**Action item**:
What comes back must be the data itself, retyped exactly.

**Source information**:

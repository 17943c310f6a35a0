//! Column widths for fixed-width display.

use std::collections::BTreeMap;

use super::Snapshot;

/// Column index to display width.
pub type ColumnWidths = BTreeMap<usize, usize>;

/// Appended to values cut at the truncation limit.
pub const TRUNCATION_MARKER: char = '~';

/// Widest a column grows to on its own when dynamic widths are off.
pub const MAX_AUTO_WIDTH: usize = 32;

/// Narrowest width given to a column of an empty result.
pub const MIN_COLUMN_WIDTH: usize = 1;

/// Outcome of [`align`].
#[derive(Debug, Clone, Copy, PartialEq, Eq)]
pub enum AlignStatus {
    Aligned,
    /// The snapshot had no rows; widths come from column names only.
    NoRows,
}

/// Updates `widths` for every column of `snapshot`.
///
/// Widths never shrink below what is already recorded. Values at least
/// `limit` characters long are cut to `limit - 1` characters plus
/// [`TRUNCATION_MARKER`] in place. `limit == 0` disables truncation. The
/// last column takes `limit` (or its longest value when truncation is off).
/// With `dynamic` set, columns grow to fit their values.
pub fn align(
    snapshot: &mut Snapshot,
    widths: &mut ColumnWidths,
    limit: usize,
    dynamic: bool,
) -> AlignStatus {
    let names: Vec<usize> = snapshot
        .columns()
        .iter()
        .map(|name| name.chars().count())
        .collect();

    if snapshot.row_count() == 0 {
        for (i, name_len) in names.iter().enumerate() {
            widths.insert(i, (*name_len).max(MIN_COLUMN_WIDTH));
        }
        return AlignStatus::NoRows;
    }

    let last = names.len().saturating_sub(1);
    let rows = snapshot.rows_mut();

    for (i, &name_len) in names.iter().enumerate() {
        let mut width = widths.get(&i).copied().unwrap_or(0).max(name_len);
        let mut longest = 0;

        for row in rows.iter_mut() {
            let Some(value) = row[i].as_mut() else {
                continue;
            };
            let len = value.chars().count();

            let candidate = if len == 0 {
                name_len
            } else if limit > 0 && len >= limit {
                truncate(value, limit);
                limit
            } else if len <= name_len {
                name_len
            } else if dynamic {
                len
            } else if len > 2 * name_len {
                len.min(MAX_AUTO_WIDTH)
            } else {
                name_len
            };

            longest = longest.max(value.chars().count());
            width = width.max(candidate);
        }

        if i == last {
            width = if limit == 0 { width.max(longest) } else { limit };
        }
        widths.insert(i, width);
    }

    AlignStatus::Aligned
}

fn truncate(value: &mut String, limit: usize) {
    let mut cut: String = value.chars().take(limit.saturating_sub(1)).collect();
    cut.push(TRUNCATION_MARKER);
    *value = cut;
}

#[cfg(test)]
mod tests {
    use super::*;

    #[test]
    fn long_value_is_truncated_with_marker() {
        let mut s = Snapshot::from_text(&["id"], &[vec!["1"], vec!["22"], vec!["48752"]]);
        let mut widths = ColumnWidths::new();

        let status = align(&mut s, &mut widths, 4, false);

        assert_eq!(status, AlignStatus::Aligned);
        assert_eq!(s.cell(2, 0), Some("487~"));
        assert_eq!(s.cell(1, 0), Some("22"));
        assert_eq!(widths[&0], 4);
    }

    #[test]
    fn values_shorter_than_header_are_still_truncated() {
        let mut s = Snapshot::from_text(
            &["datname", "q"],
            &[vec!["postgres", "x"], vec!["abcdef", "x"], vec!["abc", "x"]],
        );
        let mut widths = ColumnWidths::new();

        align(&mut s, &mut widths, 4, false);

        assert_eq!(s.cell(0, 0), Some("pos~"));
        assert_eq!(s.cell(1, 0), Some("abc~"));
        assert_eq!(s.cell(2, 0), Some("abc"));
        assert_eq!(widths[&0], 7);
    }

    #[test]
    fn empty_result_uses_name_lengths() {
        let mut s = Snapshot::from_text(&["pid", "datname", "query"], &[]);
        let mut widths = ColumnWidths::new();

        let status = align(&mut s, &mut widths, 32, false);

        assert_eq!(status, AlignStatus::NoRows);
        assert_eq!(widths[&0], 3);
        assert_eq!(widths[&1], 7);
        assert_eq!(widths[&2], 5);
    }

    #[test]
    fn short_values_take_name_length() {
        let mut s = Snapshot::from_text(&["state", "q"], &[vec!["on", "x"]]);
        let mut widths = ColumnWidths::new();
        align(&mut s, &mut widths, 0, false);
        assert_eq!(widths[&0], 5);
    }

    #[test]
    fn static_widths_only_grow_for_much_longer_values() {
        let mut s = Snapshot::from_text(
            &["name", "user", "q"],
            &[vec!["abcdef", "abcdefghijklmnopqrstuvwxyz0123456789", "x"]],
        );
        let mut widths = ColumnWidths::new();
        align(&mut s, &mut widths, 0, false);

        // 6 <= 2 * 4: keep the name width.
        assert_eq!(widths[&0], 4);
        // 36 > 2 * 4: grow, capped.
        assert_eq!(widths[&1], MAX_AUTO_WIDTH);
    }

    #[test]
    fn dynamic_widths_follow_values() {
        let mut s = Snapshot::from_text(&["name", "q"], &[vec!["abcdef", "x"]]);
        let mut widths = ColumnWidths::new();
        align(&mut s, &mut widths, 0, true);
        assert_eq!(widths[&0], 6);
    }

    #[test]
    fn recorded_width_never_shrinks() {
        let mut s = Snapshot::from_text(&["id", "q"], &[vec!["1", "x"]]);
        let mut widths = ColumnWidths::from([(0, 10)]);
        align(&mut s, &mut widths, 0, false);
        assert_eq!(widths[&0], 10);
    }

    #[test]
    fn last_column_takes_limit_or_longest_value() {
        let mut s = Snapshot::from_text(&["id", "query"], &[vec!["1", "select 1"]]);
        let mut widths = ColumnWidths::new();
        align(&mut s, &mut widths, 20, false);
        assert_eq!(widths[&1], 20);

        let mut s = Snapshot::from_text(&["id", "query"], &[vec!["1", "select now()"]]);
        let mut widths = ColumnWidths::new();
        align(&mut s, &mut widths, 0, false);
        assert_eq!(widths[&1], 12);
    }

    #[test]
    fn null_cells_do_not_widen_columns() {
        let mut s = Snapshot::new(vec!["ab".into(), "q".into()], vec![vec![None, None]]);
        let mut widths = ColumnWidths::new();
        assert_eq!(align(&mut s, &mut widths, 8, false), AlignStatus::Aligned);
        assert_eq!(widths[&0], 2);
    }

    #[test]
    fn truncation_respects_multibyte_characters() {
        let mut s = Snapshot::from_text(&["n"], &[vec!["привет мир"]]);
        let mut widths = ColumnWidths::new();
        align(&mut s, &mut widths, 5, false);
        assert_eq!(s.cell(0, 0), Some("прив~"));
    }
}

**Written solution**:
repository 17943c310f6a35a0
//! Column widths for fixed-width display.

use std::collections::BTreeMap;

use super::Snapshot;

/// Column index to display width.
pub type ColumnWidths = BTreeMap<usize, usize>;

/// Appended to values cut at the truncation limit.
pub const TRUNCATION_MARKER: char = '~';

/// Widest a column grows to on its own when dynamic widths are off.
pub const MAX_AUTO_WIDTH: usize = 32;

/// Narrowest width given to a column of an empty result.
pub const MIN_COLUMN_WIDTH: usize = 1;

/// Outcome of [`align`].
#[derive(Debug, Clone, Copy, PartialEq, Eq)]
pub enum AlignStatus {
    Aligned,
    /// The snapshot had no rows; widths come from column names only.
    NoRows,
}

/// Updates `widths` for every column of `snapshot`.
///
/// Widths never shrink below what is already recorded. Values at least
/// `limit` characters long are cut to `limit - 1` characters plus
/// [`TRUNCATION_MARKER`] in place. `limit == 0` disables truncation. The
/// last column takes `limit` (or its longest value when truncation is off).
/// With `dynamic` set, columns grow to fit their values.
pub fn align(
    snapshot: &mut Snapshot,
    widths: &mut ColumnWidths,
    limit: usize,
    dynamic: bool,
) -> AlignStatus {
    let names: Vec<usize> = snapshot
        .columns()
        .iter()
        .map(|name| name.chars().count())
        .collect();

    if snapshot.row_count() == 0 {
        for (i, name_len) in names.iter().enumerate() {
            widths.insert(i, (*name_len).max(MIN_COLUMN_WIDTH));
        }
        return AlignStatus::NoRows;
    }

    let last = names.len().saturating_sub(1);
    let rows = snapshot.rows_mut();

    for (i, &name_len) in names.iter().enumerate() {
        let mut width = widths.get(&i).copied().unwrap_or(0).max(name_len);
        let mut longest = 0;

        for row in rows.iter_mut() {
            let Some(value) = row[i].as_mut() else {
                continue;
            };
            let len = value.chars().count();

            let candidate = if len == 0 {
                name_len
            } else if limit > 0 && len >= limit {
                truncate(value, limit);
                limit
            } else if len <= name_len {
                name_len
            } else if dynamic {
                len
            } else if len > 2 * name_len {
                len.min(MAX_AUTO_WIDTH)
            } else {
                name_len
            };

            longest = longest.max(value.chars().count());
            width = width.max(candidate);
        }

        if i == last {
            width = if limit == 0 { width.max(longest) } else { limit };
        }
        widths.insert(i, width);
    }

    AlignStatus::Aligned
}

fn truncate(value: &mut String, limit: usize) {
    let mut cut: String = value.chars().take(limit.saturating_sub(1)).collect();
    cut.push(TRUNCATION_MARKER);
    *value = cut;
}

#[cfg(test)]
mod tests {
    use super::*;

    #[test]
    fn long_value_is_truncated_with_marker() {
        let mut s = Snapshot::from_text(&["id"], &[vec!["1"], vec!["22"], vec!["48752"]]);
        let mut widths = ColumnWidths::new();

        let status = align(&mut s, &mut widths, 4, false);

        assert_eq!(status, AlignStatus::Aligned);
        assert_eq!(s.cell(2, 0), Some("487~"));
        assert_eq!(s.cell(1, 0), Some("22"));
        assert_eq!(widths[&0], 4);
    }

    #[test]
    fn values_shorter_than_header_are_still_truncated() {
        let mut s = Snapshot::from_text(
            &["datname", "q"],
            &[vec!["postgres", "x"], vec!["abcdef", "x"], vec!["abc", "x"]],
        );
        let mut widths = ColumnWidths::new();

        align(&mut s, &mut widths, 4, false);

        assert_eq!(s.cell(0, 0), Some("pos~"));
        assert_eq!(s.cell(1, 0), Some("abc~"));
        assert_eq!(s.cell(2, 0), Some("abc"));
        assert_eq!(widths[&0], 7);
    }

    #[test]
    fn empty_result_uses_name_lengths() {
        let mut s = Snapshot::from_text(&["pid", "datname", "query"], &[]);
        let mut widths = ColumnWidths::new();

        let status = align(&mut s, &mut widths, 32, false);

        assert_eq!(status, AlignStatus::NoRows);
        assert_eq!(widths[&0], 3);
        assert_eq!(widths[&1], 7);
        assert_eq!(widths[&2], 5);
    }

    #[test]
    fn short_values_take_name_length() {
        let mut s = Snapshot::from_text(&["state", "q"], &[vec!["on", "x"]]);
        let mut widths = ColumnWidths::new();
        align(&mut s, &mut widths, 0, false);
        assert_eq!(widths[&0], 5);
    }

    #[test]
    fn static_widths_only_grow_for_much_longer_values() {
        let mut s = Snapshot::from_text(
            &["name", "user", "q"],
            &[vec!["abcdef", "abcdefghijklmnopqrstuvwxyz0123456789", "x"]],
        );
        let mut widths = ColumnWidths::new();
        align(&mut s, &mut widths, 0, false);

        // 6 <= 2 * 4: keep the name width.
        assert_eq!(widths[&0], 4);
        // 36 > 2 * 4: grow, capped.
        assert_eq!(widths[&1], MAX_AUTO_WIDTH);
    }

    #[test]
    fn dynamic_widths_follow_values() {
        let mut s = Snapshot::from_text(&["name", "q"], &[vec!["abcdef", "x"]]);
        let mut widths = ColumnWidths::new();
        align(&mut s, &mut widths, 0, true);
        assert_eq!(widths[&0], 6);
    }

    #[test]
    fn recorded_width_never_shrinks() {
        let mut s = Snapshot::from_text(&["id", "q"], &[vec!["1", "x"]]);
        let mut widths = ColumnWidths::from([(0, 10)]);
        align(&mut s, &mut widths, 0, false);
        assert_eq!(widths[&0], 10);
    }

    #[test]
    fn last_column_takes_limit_or_longest_value() {
        let mut s = Snapshot::from_text(&["id", "query"], &[vec!["1", "select 1"]]);
        let mut widths = ColumnWidths::new();
        align(&mut s, &mut widths, 20, false);
        assert_eq!(widths[&1], 20);

        let mut s = Snapshot::from_text(&["id", "query"], &[vec!["1", "select now()"]]);
        let mut widths = ColumnWidths::new();
        align(&mut s, &mut widths, 0, false);
        assert_eq!(widths[&1], 12);
    }

    #[test]
    fn null_cells_do_not_widen_columns() {
        let mut s = Snapshot::new(vec!["ab".into(), "q".into()], vec![vec![None, None]]);
        let mut widths = ColumnWidths::new();
        assert_eq!(align(&mut s, &mut widths, 8, false), AlignStatus::Aligned);
        assert_eq!(widths[&0], 2);
    }

    #[test]
    fn truncation_respects_multibyte_characters() {
        let mut s = Snapshot::from_text(&["n"], &[vec!["привет мир"]]);
        let mut widths = ColumnWidths::new();
        align(&mut s, &mut widths, 5, false);
        assert_eq!(s.cell(0, 0), Some("прив~"));
    }
}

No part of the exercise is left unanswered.